Ikrar yang juga peneliti Lembaga Ilmu Pengetahuan Indonesia itu menjelaskan bahwa masyarakat pantas khawatir dengan proses hukum kalangan militer bila suasana negara masih seperti era Orde Baru. Saat itu, katanya, tindak tanduk militer sangat tidak terbuka sehingga kasus-kasus penculikan, kekerasan di Papua, Timor-Timur menjadi tidak terungkap.
"Masa itu bisa saja pengadilan main-main. Sekarang itu kasat mata, akan sulit bagi militer memaksa untuk tetap pengadilan tertutup," ujarnya.
Ikrar mengatakan, proses untuk anggota Kopassus yang terlibat pembunuhan empat tahanan di Lapas Cebongan harus terbuka.

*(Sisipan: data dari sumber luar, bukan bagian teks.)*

use std::path::{Path, PathBuf};

/*----------------------------------------------------------------*/

macro_rules! params {
    ($($(#[$doc:meta])* $name:ident: $ty:ty = $default:expr,)*) => {
        #[derive(Debug, Copy, Clone, PartialEq, Eq)]
        pub struct ProbeParams {
            $($(#[$doc])* pub $name: $ty),*
        }

        impl ProbeParams {
            #[inline(always)]
            pub fn new($($name: $ty),*) -> ProbeParams {
                ProbeParams { $($name),* }
            }
        }

        impl Default for ProbeParams {
            #[inline(always)]
            fn default() -> Self {
                ProbeParams {
                    $($name: $default),*
                }
            }
        }
    }
}

params! {
    /// A drawn position with a frustrated win or loss is only returned when the window
    /// does not reach past this score.
    min_frustrated: i32 = 70,
    /// Eval distance recorded for wins or losses spoiled by the 50-move rule
    /// when the real distance is unknown.
    max_frustrated_dist: i32 = 1000,
    /// An untrusted WDL win resolves the probe when beta is at most this.
    wdl_win_beta_threshold: i32 = 0,
    /// An untrusted WDL loss resolves the probe when alpha is at least this.
    wdl_loss_alpha_threshold: i32 = 0,
}

/*----------------------------------------------------------------*/

#[derive(Debug, Clone, Default)]
pub struct TbConfig {
    pub syzygy_path: Option<PathBuf>,
    pub prewarm: bool,
    pub params: ProbeParams,
}

impl TbConfig {
    #[inline]
    pub fn new() -> TbConfig {
        TbConfig::default()
    }

    #[inline]
    pub fn syzygy_path(mut self, path: impl AsRef<Path>) -> TbConfig {
        self.syzygy_path = Some(path.as_ref().to_path_buf());
        self
    }

    /// Fills the sub-mate cache for every pawn-only composition of up to five pawns on startup.
    #[inline]
    pub fn prewarm(mut self, prewarm: bool) -> TbConfig {
        self.prewarm = prewarm;
        self
    }

    #[inline]
    pub fn params(mut self, params: ProbeParams) -> TbConfig {
        self.params = params;
        self
    }
}

/*----------------------------------------------------------------*/

#[test]
fn test_config() {
    let config = TbConfig::new()
        .syzygy_path("/tb/syzygy")
        .prewarm(true)
        .params(ProbeParams { min_frustrated: 50, ..Default::default() });

    assert_eq!(config.syzygy_path.as_deref(), Some(Path::new("/tb/syzygy")));
    assert!(config.prewarm);
    assert_eq!(config.params.min_frustrated, 50);
    assert_eq!(config.params.max_frustrated_dist, 1000);
    assert_eq!(ProbeParams::new(70, 1000, 0, 0), ProbeParams::default());
}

Dan jika terbuka, dia meyakini proses pengadilan akan lebih baik.
"Kalau di pengadilam umum bukan mustahil ketakutan-ketakutan revans (pembalasan) dari Kopassus itu ada," ucapnya.
Terbuka untuk Umum
Jumat kemarin, Komandan Jenderal Komando Pasukan Khusus Mayor Jenderal TNI Agus Sutomo mengatakan, proses persidangan 11 oknum Kopassus pelaku penyerangan Lapas Cebongan, Sleman Yogya akan digelar di Peradilan Militer dan terbuka untuk umum.